How performance-based funding can improve education funding (Brookings Institution)

By Doug Mesecar and Don Soifer

Is the annual expenditure on U.S. public elementary and secondary education appropriate and sustainable?  Reasonable people can disagree whether the current $600+ billion—5.2 percent of the nation’s GDP—is too much or not enough, especially when considering the different federal, state, and local jurisdictions involved.  However, there are increasing signs that it is likely not sustainable at its present, relatively low level of productivity.

In this era of middling economic performance and constrained government resources, new thinking about how we fund public education is critical.  The current system is opaque by allocating revenue almost entirely upon student attendance or enrollment, which misaligns incentives for improving outcomes. 

Performance-based funding

An alternative funding model gaining traction in several states is worth including among other education reform topics.  Performance-based funding (PBF) is a method of funding social programs—including education—in which public resources are directed to approaches that produce better outcomes. 

Currently, government budgets are almost exclusively designed to pay for inputs rather than achieving outcomes. PBF can provide a new approach to improving educational outcomes beyond current practice, while addressing systemic inefficiency.  PBF has gained traction inhigher education, and merits some discussion of whether it can improve K-12 education.

A number of states have been implementing PBF for various programs over the last several years, and now the federal government is following their lead. In fact, the recently enacted Every Student Succeeds Act (ESSA), the reauthorization of the 1965 Elementary and Secondary Education Act, includes significant innovation in two “pay-for-success” authorities (in the U.S., “pay-for-success” contracts refer to a particular type of PBF called social impact bonds, described further below). 

Pay-for-success is included as an option to fund activities under Title I, Part D, which addresses the education of neglected and delinquent students, and also in a provision of Title IV.  (See https://www.congress.gov/114/bills/s1177/BILLS-114s1177enr.xml; search for “pay for success.”)  These provisions are closely modeled on a bipartisan proposal originally put forward by Senators Hatch (R-Utah) and Bennet (D-Colo.). 

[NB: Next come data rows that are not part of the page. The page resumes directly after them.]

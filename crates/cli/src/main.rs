mod cmd;
mod output;

use std::path::PathBuf;

use anyhow::Result;
use clap::{Parser, Subcommand};
use tracing_subscriber::EnvFilter;

use modgraph_lib::HostVersion;

use crate::cmd::{cmd_check, cmd_lookup, cmd_resolve, cmd_show};
use crate::output::OutputFormat;

/// modgraph - resolve module-build descriptors into a build order
#[derive(Parser)]
#[command(name = "modgraph")]
#[command(author, version, about, long_about = None)]
struct Cli {
  /// Enable verbose output
  #[arg(short, long, global = true)]
  verbose: bool,

  /// Do not require declared include roots to exist on disk
  #[arg(long, global = true)]
  no_path_checks: bool,

  /// Output format
  #[arg(short, long, global = true, value_enum, default_value_t)]
  output: OutputFormat,

  #[command(subcommand)]
  command: Commands,
}

#[derive(Subcommand)]
enum Commands {
  /// Validate every descriptor under a source tree
  Check {
    /// Directory to search for *.module.toml files
    #[arg(default_value = ".")]
    source: PathBuf,
  },

  /// Resolve every module and print the build order
  Resolve {
    /// Directory to search for *.module.toml files
    #[arg(default_value = ".")]
    source: PathBuf,

    /// Host version to resolve against (overrides MODGRAPH_HOST_VERSION)
    #[arg(long)]
    host_version: Option<HostVersion>,
  },

  /// Show one module's effective settings
  Show {
    /// Module name
    module: String,

    /// Directory to search for *.module.toml files
    #[arg(default_value = ".")]
    source: PathBuf,

    /// Host version to resolve against (overrides MODGRAPH_HOST_VERSION)
    #[arg(long)]
    host_version: Option<HostVersion>,
  },

  /// Look up a runtime-only module by name
  Lookup {
    /// Runtime module name
    name: String,

    /// Directory to search for *.module.toml files
    #[arg(default_value = ".")]
    source: PathBuf,

    /// Host version to resolve against (overrides MODGRAPH_HOST_VERSION)
    #[arg(long)]
    host_version: Option<HostVersion>,
  },
}

fn main() -> Result<()> {
  let cli = Cli::parse();

  let filter = if cli.verbose {
    EnvFilter::new("debug")
  } else {
    EnvFilter::try_from_default_env().unwrap_or_else(|_| EnvFilter::new("warn"))
  };
  tracing_subscriber::fmt()
    .with_env_filter(filter)
    .with_writer(std::io::stderr)
    .without_time()
    .init();

  let flags = cmd::Flags {
    no_path_checks: cli.no_path_checks,
    output: cli.output,
  };

  match cli.command {
    Commands::Check { source } => cmd_check(&source, &flags),
    Commands::Resolve { source, host_version } => cmd_resolve(&source, host_version, &flags),
    Commands::Show {
      module,
      source,
      host_version,
    } => cmd_show(&module, &source, host_version, &flags),
    Commands::Lookup {
      name,
      source,
      host_version,
    } => cmd_lookup(&name, &source, host_version, &flags),
  }
}
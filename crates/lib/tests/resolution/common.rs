//! Shared fixtures for resolution tests.

use std::fs;
use std::path::{Path, PathBuf};

use modgraph_lib::descriptor::{ModuleDecl, ValidateOptions};
use modgraph_lib::discover::discover;
use modgraph_lib::{HostVersion, ModuleRegistry, RegistrationReport};
use tempfile::TempDir;

/// A module source tree on disk.
pub struct ModuleTree {
  pub temp: TempDir,
}

impl ModuleTree {
  pub fn new() -> Self {
    Self {
      temp: TempDir::new().unwrap(),
    }
  }

  pub fn path(&self) -> &Path {
    self.temp.path()
  }

  /// Write `<name>/<name>.module.toml` and create `dirs` under the module.
  pub fn module(&self, name: &str, dirs: &[&str], toml: &str) -> PathBuf {
    self.module_at(name, name, dirs, toml)
  }

  /// Like [`Self::module`] but under an arbitrary sub-directory.
  pub fn module_at(&self, subdir: &str, name: &str, dirs: &[&str], toml: &str) -> PathBuf {
    let dir = self.path().join(subdir);
    fs::create_dir_all(&dir).unwrap();
    for sub in dirs {
      fs::create_dir_all(dir.join(sub)).unwrap();
    }
    fs::write(dir.join(format!("{name}.module.toml")), toml).unwrap();
    dir
  }

  /// Discover every descriptor and register it with path checks on.
  pub fn registry(&self) -> (ModuleRegistry, RegistrationReport) {
    let discovery = discover(self.path()).unwrap();
    assert!(discovery.errors.is_empty(), "load errors: {:?}", discovery.errors);

    let mut registry = ModuleRegistry::new();
    let report = registry.register_decls(&discovery.decls, &ValidateOptions::default(), true);
    (registry, report)
  }
}

/// The Core, Engine, Editor chain used across tests.
pub fn engine_tree() -> ModuleTree {
  let tree = ModuleTree::new();
  tree.module("Core", &["Public"], "public_include_roots = [\"Public\"]\n");
  tree.module(
    "Engine",
    &["Public", "Private"],
    r#"
public_include_roots = ["Public"]
private_include_roots = ["Private"]
private_dependencies = ["Core"]
"#,
  );
  tree.module(
    "Editor",
    &["Public"],
    r#"
public_include_roots = ["Public"]
private_dependencies = ["Engine"]
public_dependencies = ["Core"]
runtime_dependencies = ["AssetRegistry"]
"#,
  );
  tree
}

/// Register in-memory declarations without touching the filesystem.
pub fn registry_of(decls: &[ModuleDecl]) -> ModuleRegistry {
  let mut registry = ModuleRegistry::new();
  let options = ValidateOptions {
    check_include_paths: false,
  };
  let report = registry.register_decls(decls, &options, false);
  assert!(report.is_ok(), "registration failed: {:?}", report.failed);
  registry
}

pub fn v(s: &str) -> HostVersion {
  s.parse().unwrap()
}
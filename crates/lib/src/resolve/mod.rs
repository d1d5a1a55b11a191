//! Dependency resolution.
//!
//! Resolution runs in four steps over an already validated set of modules:
//!
//! 1. Select every descriptor for the host version
//! 2. Check that every compile-time and include-path name is registered
//! 3. Order the compile-time graph, failing on cycles
//! 4. Propagate public dependencies and compute include and link sets
//!
//! Runtime-only names are collected into a [`RuntimeModuleTable`] instead of
//! failing the build.

mod types;

use std::collections::{BTreeMap, BTreeSet, HashMap};
use std::path::PathBuf;

use thiserror::Error;
use tracing::{debug, info, warn};

use crate::descriptor::{EffectiveDescriptor, ModuleDescriptor};
use crate::graph::{Cycle, ModuleGraph};
use crate::runtime::{ModuleHandle, RuntimeModuleTable};
use crate::version::HostVersion;

pub use types::{Resolution, ResolvedModule};

#[derive(Debug, Error)]
pub enum ResolveError {
  #[error("cyclic compile-time dependencies: {}", describe_cycles(.cycles))]
  CyclicDependency { cycles: Vec<Cycle> },

  #[error("unresolved dependencies: {}", describe_missing(.missing))]
  UnresolvedDependency {
    /// Missing module name to the modules that referenced it.
    missing: BTreeMap<String, BTreeSet<String>>,
  },
}

impl ResolveError {
  /// Every module named by this error.
  pub fn modules(&self) -> BTreeSet<String> {
    match self {
      ResolveError::CyclicDependency { cycles } => cycles.iter().flat_map(|c| c.modules.iter().cloned()).collect(),
      ResolveError::UnresolvedDependency { missing } => missing
        .iter()
        .flat_map(|(name, referrers)| std::iter::once(name.clone()).chain(referrers.iter().cloned()))
        .collect(),
    }
  }
}

fn describe_cycles(cycles: &[Cycle]) -> String {
  cycles.iter().map(|c| format!("[{c}]")).collect::<Vec<_>>().join(", ")
}

fn describe_missing(missing: &BTreeMap<String, BTreeSet<String>>) -> String {
  missing
    .iter()
    .map(|(name, referrers)| {
      let referrers: Vec<&str> = referrers.iter().map(String::as_str).collect();
      format!("'{}' (required by {})", name, referrers.join(", "))
    })
    .collect::<Vec<_>>()
    .join(", ")
}

/// Resolve `descriptors` against `host`.
///
/// Module names are expected to be unique; if one repeats, the first
/// occurrence is used.
///
/// # Errors
///
/// - `UnresolvedDependency` listing every unregistered compile-time or
///   include-path name together with the modules that referenced it
/// - `CyclicDependency` listing every compile-time cycle
pub fn resolve<'a>(
  descriptors: impl IntoIterator<Item = &'a ModuleDescriptor>,
  host: &HostVersion,
) -> Result<Resolution, ResolveError> {
  let mut effective: BTreeMap<String, EffectiveDescriptor> = BTreeMap::new();
  for descriptor in descriptors {
    if effective.contains_key(descriptor.name()) {
      warn!(module = %descriptor.name(), "module resolved twice, keeping the first");
      continue;
    }
    effective.insert(descriptor.name().to_string(), descriptor.select(host));
  }

  info!(modules = effective.len(), %host, "resolving modules");

  check_names(&effective)?;

  let graph = ModuleGraph::from_descriptors(effective.values());
  let build_order = graph.build_order()?;
  debug!(order = ?build_order, "build order computed");

  let modules = propagate(&effective, &build_order);
  let runtime = runtime_table(&effective, &build_order);

  let unresolved = runtime.unresolved().count();
  info!(
    modules = build_order.len(),
    runtime = runtime.len(),
    unresolved_runtime = unresolved,
    "resolution complete"
  );

  Ok(Resolution {
    host_version: *host,
    build_order,
    modules,
    runtime,
  })
}

/// Fail if any compile-time or include-path name is not a registered module.
fn check_names(effective: &BTreeMap<String, EffectiveDescriptor>) -> Result<(), ResolveError> {
  let mut missing: BTreeMap<String, BTreeSet<String>> = BTreeMap::new();

  for module in effective.values() {
    for name in module.compile_dependencies().chain(&module.private_include_path_modules) {
      if !effective.contains_key(name) {
        missing.entry(name.clone()).or_default().insert(module.name.clone());
      }
    }
  }

  if missing.is_empty() {
    Ok(())
  } else {
    Err(ResolveError::UnresolvedDependency { missing })
  }
}

fn runtime_table(effective: &BTreeMap<String, EffectiveDescriptor>, build_order: &[String]) -> RuntimeModuleTable {
  let mut table = RuntimeModuleTable::default();

  for module in effective.values() {
    for name in &module.runtime_dependencies {
      let handle = build_order.iter().position(|n| n == name).map(|build_index| ModuleHandle {
        name: name.clone(),
        build_index,
        root: effective[name].root.clone(),
      });

      if handle.is_none() {
        warn!(module = %module.name, dependency = %name, "runtime dependency is not a registered module");
      }
      table.record(name, &module.name, handle);
    }
  }

  table
}

/// Compute re-exports, link sets and visible include roots.
///
/// `build_order` lists every module after its compile-time dependencies, so a
/// module's public dependencies always have their re-exports computed first.
fn propagate(
  effective: &BTreeMap<String, EffectiveDescriptor>,
  build_order: &[String],
) -> BTreeMap<String, ResolvedModule> {
  let position: HashMap<&str, usize> = build_order.iter().enumerate().map(|(i, n)| (n.as_str(), i)).collect();

  let mut exports: HashMap<&str, BTreeSet<String>> = HashMap::with_capacity(build_order.len());
  for name in build_order {
    let module = &effective[name];
    let mut set = BTreeSet::new();
    for dep in &module.public_dependencies {
      set.insert(dep.clone());
      set.extend(exports[dep.as_str()].iter().cloned());
    }
    exports.insert(name.as_str(), set);
  }

  let with_exports = |names: &BTreeSet<String>| -> BTreeSet<String> {
    names
      .iter()
      .flat_map(|n| std::iter::once(n.clone()).chain(exports[n.as_str()].iter().cloned()))
      .collect()
  };
  let by_position = |set: BTreeSet<String>| -> Vec<String> {
    let mut names: Vec<String> = set.into_iter().collect();
    names.sort_by_key(|n| position[n.as_str()]);
    names
  };

  let mut resolved = BTreeMap::new();
  for name in build_order {
    let module = &effective[name];

    let mut linked = with_exports(&module.public_dependencies);
    linked.extend(with_exports(&module.private_dependencies));

    let mut visible = linked.clone();
    visible.extend(with_exports(&module.private_include_path_modules));

    let mut include_roots: Vec<PathBuf> = Vec::new();
    let own = module.public_include_roots.iter().chain(&module.private_include_roots);
    let inherited = by_position(visible)
      .into_iter()
      .flat_map(|dep| effective[&dep].public_include_roots.iter());
    for root in own.chain(inherited) {
      if !include_roots.contains(root) {
        include_roots.push(root.clone());
      }
    }

    debug!(
      module = %name,
      links = linked.len(),
      include_roots = include_roots.len(),
      "module resolved"
    );

    resolved.insert(
      name.clone(),
      ResolvedModule {
        name: name.clone(),
        root: module.root.clone(),
        pch: module.pch,
        include_hygiene: module.include_hygiene,
        legacy_include_paths: module.legacy_include_paths,
        public_include_roots: module.public_include_roots.clone(),
        private_include_roots: module.private_include_roots.clone(),
        include_roots,
        public_dependencies: exports[name.as_str()].clone(),
        private_dependencies: module.private_dependencies.clone(),
        link_dependencies: by_position(linked),
        runtime_dependencies: module.runtime_dependencies.clone(),
        private_include_path_modules: module.private_include_path_modules.clone(),
      },
    );
  }

  resolved
}
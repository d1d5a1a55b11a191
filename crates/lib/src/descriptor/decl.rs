//! Authored module declarations.
//!
//! These types mirror the descriptor file format one to one and carry no
//! guarantees; see [`ModuleDescriptor::from_decl`](super::ModuleDescriptor::from_decl)
//! for the checks that turn them into a descriptor.
//!
//! ```toml
//! name = "VoxelEditor"
//! pch = "explicit-or-shared"
//! include_hygiene = true
//! public_include_roots = ["Public"]
//! private_dependencies = ["Core", "Engine"]
//! runtime_dependencies = ["AssetRegistry"]
//!
//! [[regions]]
//! [[regions.branches]]
//! when = ">=4.24"
//! body = { private_dependencies = ["ToolMenus"] }
//! ```

use std::path::PathBuf;

use serde::{Deserialize, Serialize};

use super::PchMode;

/// One module as declared by its author.
#[derive(Debug, Clone, Default, PartialEq, Eq, Serialize, Deserialize)]
#[serde(default, deny_unknown_fields)]
pub struct ModuleDecl {
  pub name: String,

  /// Directory the include roots are relative to. Set from the descriptor
  /// file's location during discovery.
  #[serde(skip)]
  pub root: PathBuf,

  pub pch: Option<PchMode>,
  pub include_hygiene: Option<bool>,
  pub legacy_include_paths: Option<bool>,

  pub public_include_roots: Vec<PathBuf>,
  pub private_include_roots: Vec<PathBuf>,
  pub public_dependencies: Vec<String>,
  pub private_dependencies: Vec<String>,
  pub runtime_dependencies: Vec<String>,
  pub private_include_path_modules: Vec<String>,

  pub regions: Vec<RegionDecl>,
}

/// A version-conditioned region: ordered branches, at most one active per build.
#[derive(Debug, Clone, Default, PartialEq, Eq, Serialize, Deserialize)]
#[serde(default, deny_unknown_fields)]
pub struct RegionDecl {
  pub branches: Vec<BranchDecl>,
}

#[derive(Debug, Clone, Default, PartialEq, Eq, Serialize, Deserialize)]
#[serde(deny_unknown_fields)]
pub struct BranchDecl {
  /// Predicate source, e.g. `">=4.24, <4.26"` or `"otherwise"`.
  pub when: String,
  #[serde(default)]
  pub body: BodyDecl,
}

/// Fields a region branch may contribute.
#[derive(Debug, Clone, Default, PartialEq, Eq, Serialize, Deserialize)]
#[serde(default, deny_unknown_fields)]
pub struct BodyDecl {
  pub pch: Option<PchMode>,
  pub include_hygiene: Option<bool>,
  pub legacy_include_paths: Option<bool>,

  pub public_include_roots: Vec<PathBuf>,
  pub private_include_roots: Vec<PathBuf>,
  pub public_dependencies: Vec<String>,
  pub private_dependencies: Vec<String>,
  pub runtime_dependencies: Vec<String>,
  pub private_include_path_modules: Vec<String>,
}

macro_rules! list_builders {
  ($($method:ident => $field:ident: $ty:ty),* $(,)?) => {
    $(
      pub fn $method(mut self, value: impl Into<$ty>) -> Self {
        self.$field.push(value.into());
        self
      }
    )*
  };
}

impl ModuleDecl {
  pub fn new(name: impl Into<String>) -> Self {
    Self {
      name: name.into(),
      ..Default::default()
    }
  }

  pub fn with_root(mut self, root: impl Into<PathBuf>) -> Self {
    self.root = root.into();
    self
  }

  pub fn with_pch(mut self, pch: PchMode) -> Self {
    self.pch = Some(pch);
    self
  }

  pub fn with_include_hygiene(mut self, enabled: bool) -> Self {
    self.include_hygiene = Some(enabled);
    self
  }

  pub fn with_legacy_include_paths(mut self, enabled: bool) -> Self {
    self.legacy_include_paths = Some(enabled);
    self
  }

  pub fn with_region(mut self, region: RegionDecl) -> Self {
    self.regions.push(region);
    self
  }

  list_builders! {
    public_include => public_include_roots: PathBuf,
    private_include => private_include_roots: PathBuf,
    public_dep => public_dependencies: String,
    private_dep => private_dependencies: String,
    runtime_dep => runtime_dependencies: String,
    include_path_module => private_include_path_modules: String,
  }

  /// The unconditional part of the declaration, in region-body form.
  pub fn base(&self) -> BodyDecl {
    BodyDecl {
      pch: self.pch,
      include_hygiene: self.include_hygiene,
      legacy_include_paths: self.legacy_include_paths,
      public_include_roots: self.public_include_roots.clone(),
      private_include_roots: self.private_include_roots.clone(),
      public_dependencies: self.public_dependencies.clone(),
      private_dependencies: self.private_dependencies.clone(),
      runtime_dependencies: self.runtime_dependencies.clone(),
      private_include_path_modules: self.private_include_path_modules.clone(),
    }
  }
}

impl RegionDecl {
  pub fn new() -> Self {
    Self::default()
  }

  pub fn branch(mut self, when: impl Into<String>, body: BodyDecl) -> Self {
    self.branches.push(BranchDecl {
      when: when.into(),
      body,
    });
    self
  }

  /// A region with a single branch.
  pub fn when(when: impl Into<String>, body: BodyDecl) -> Self {
    Self::new().branch(when, body)
  }
}

impl BodyDecl {
  pub fn new() -> Self {
    Self::default()
  }

  pub fn with_pch(mut self, pch: PchMode) -> Self {
    self.pch = Some(pch);
    self
  }

  pub fn with_include_hygiene(mut self, enabled: bool) -> Self {
    self.include_hygiene = Some(enabled);
    self
  }

  pub fn with_legacy_include_paths(mut self, enabled: bool) -> Self {
    self.legacy_include_paths = Some(enabled);
    self
  }

  list_builders! {
    public_include => public_include_roots: PathBuf,
    private_include => private_include_roots: PathBuf,
    public_dep => public_dependencies: String,
    private_dep => private_dependencies: String,
    runtime_dep => runtime_dependencies: String,
    include_path_module => private_include_path_modules: String,
  }
}
//! modgraph-lib: module-build descriptors and their resolution
//!
//! This crate provides the types and rules a build orchestrator applies to
//! plugin modules:
//! - `ModuleDescriptor`: a validated, immutable declaration of one module
//! - `ModuleRegistry`: the registration phase of one build invocation
//! - `Resolution`: build order, effective per-module settings and the runtime
//!   lookup table for one host version

pub mod config;
pub mod consts;
pub mod descriptor;
pub mod discover;
pub mod graph;
pub mod registry;
pub mod resolve;
pub mod runtime;
pub mod util;
pub mod version;

pub use config::{ConfigError, ResolveConfig};
pub use descriptor::{DescriptorError, ModuleDecl, ModuleDescriptor, ValidateOptions};
pub use registry::{ModuleRegistry, RegistrationReport, RegistryError};
pub use resolve::{Resolution, ResolveError, ResolvedModule, resolve};
pub use runtime::{LookupError, ModuleHandle, RuntimeModuleTable};
pub use version::HostVersion;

Collectively, the combined funding for these two authorities enables over $300 million to potentially be used for innovative PBF initiatives (subject to appropriations, of course).  Though these provisions are tucked in relatively small programs of ESSA, they nonetheless represent a watershed by their inclusion in the most prominent piece of new federal education legislation passed in many years.

Social impact bonds

These federal provisions are a step toward upending traditional funding practices, and could spread to other programs and funding streams, including at the state level. Utah and Chicago already utilize performance-based funding models called social impact bonds. Colorado also recently authorized the use of social bonds for initiatives that help promote child and youth development. Just this week, Connecticut and South Carolina announced significant new social impact bond initiatives of their own for public health programs.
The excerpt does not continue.